%%
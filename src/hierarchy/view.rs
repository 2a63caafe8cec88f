//! Read-only, index-based view of the partner tree
//!
//! Children are stored in Compressed Sparse Row form: `child_offsets[i]..
//! child_offsets[i + 1]` slices into `child_targets`.

use crate::model::{Partner, PartnerId};
use rustc_hash::FxHashMap;
use std::collections::{HashSet, VecDeque};

/// Dense view of the parent/child structure of a partner table
#[derive(Debug, Clone)]
pub struct HierarchyView {
    /// Number of partners
    pub node_count: usize,
    /// Mapping from dense index (0..N) back to PartnerId, in table order
    pub index_to_id: Vec<PartnerId>,
    /// Mapping from PartnerId to dense index
    pub id_to_index: FxHashMap<PartnerId, usize>,
    /// Parent index per node; `None` for roots and dangling references
    pub parent: Vec<Option<usize>>,
    /// Nodes without a parent reference
    pub roots: Vec<usize>,
    child_offsets: Vec<usize>,
    child_targets: Vec<usize>,
}

impl HierarchyView {
    /// Build the view. Duplicate ids keep their first occurrence; parents that
    /// do not resolve are left unlinked.
    pub fn build(partners: &[Partner]) -> Self {
        let node_count = partners.len();
        let mut index_to_id = Vec::with_capacity(node_count);
        let mut id_to_index = FxHashMap::default();
        for (idx, p) in partners.iter().enumerate() {
            index_to_id.push(p.partner_id);
            id_to_index.entry(p.partner_id).or_insert(idx);
        }

        let mut parent = Vec::with_capacity(node_count);
        let mut roots = Vec::new();
        let mut children: Vec<Vec<usize>> = vec![Vec::new(); node_count];
        for (idx, p) in partners.iter().enumerate() {
            match p.parent_id {
                None => {
                    roots.push(idx);
                    parent.push(None);
                }
                Some(pid) => {
                    let parent_idx = id_to_index.get(&pid).copied();
                    if let Some(pidx) = parent_idx {
                        children[pidx].push(idx);
                    }
                    parent.push(parent_idx);
                }
            }
        }

        let mut child_offsets = Vec::with_capacity(node_count + 1);
        let mut child_targets = Vec::with_capacity(node_count);
        child_offsets.push(0);
        for kids in children {
            child_targets.extend(kids);
            child_offsets.push(child_targets.len());
        }

        HierarchyView {
            node_count,
            index_to_id,
            id_to_index,
            parent,
            roots,
            child_offsets,
            child_targets,
        }
    }

    pub fn index_of(&self, id: PartnerId) -> Option<usize> {
        self.id_to_index.get(&id).copied()
    }

    /// Child indices of a node (by index)
    pub fn child_indices(&self, idx: usize) -> &[usize] {
        let start = self.child_offsets[idx];
        let end = self.child_offsets[idx + 1];
        &self.child_targets[start..end]
    }

    /// Direct children of a partner, in table order
    pub fn children(&self, id: PartnerId) -> Vec<PartnerId> {
        self.index_of(id)
            .map(|idx| self.child_indices(idx).iter().map(|&c| self.index_to_id[c]).collect())
            .unwrap_or_default()
    }

    pub fn parent(&self, id: PartnerId) -> Option<PartnerId> {
        let idx = self.index_of(id)?;
        self.parent[idx].map(|p| self.index_to_id[p])
    }

    /// Distance from the root; the root has depth 0. Returns `None` for
    /// unknown ids and for nodes caught in a cycle.
    pub fn depth(&self, id: PartnerId) -> Option<usize> {
        let mut idx = self.index_of(id)?;
        let mut depth = 0;
        while let Some(p) = self.parent[idx] {
            depth += 1;
            if depth > self.node_count {
                return None;
            }
            idx = p;
        }
        Some(depth)
    }

    /// All partners below `id`, breadth-first, excluding `id` itself
    pub fn descendants(&self, id: PartnerId) -> Vec<PartnerId> {
        let Some(start) = self.index_of(id) else {
            return Vec::new();
        };

        let mut visited = vec![false; self.node_count];
        let mut queue = VecDeque::new();
        let mut out = Vec::new();
        visited[start] = true;
        queue.push_back(start);

        while let Some(current) = queue.pop_front() {
            for &next in self.child_indices(current) {
                if !visited[next] {
                    visited[next] = true;
                    out.push(self.index_to_id[next]);
                    queue.push_back(next);
                }
            }
        }
        out
    }

    /// Parent -> child pairs whose both ends are in `present`
    pub fn edges_within(&self, present: &HashSet<PartnerId>) -> Vec<(PartnerId, PartnerId)> {
        let mut edges = Vec::new();
        for (idx, parent) in self.parent.iter().enumerate() {
            let Some(p) = parent else { continue };
            let (from, to) = (self.index_to_id[*p], self.index_to_id[idx]);
            if present.contains(&from) && present.contains(&to) {
                edges.push((from, to));
            }
        }
        edges
    }
}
%%
TASK:
Wherever "HierarchyView" appears in the listing, report the line it is on.

EXERCISE SOLUTION:
pub struct HierarchyView {
impl HierarchyView {
        HierarchyView {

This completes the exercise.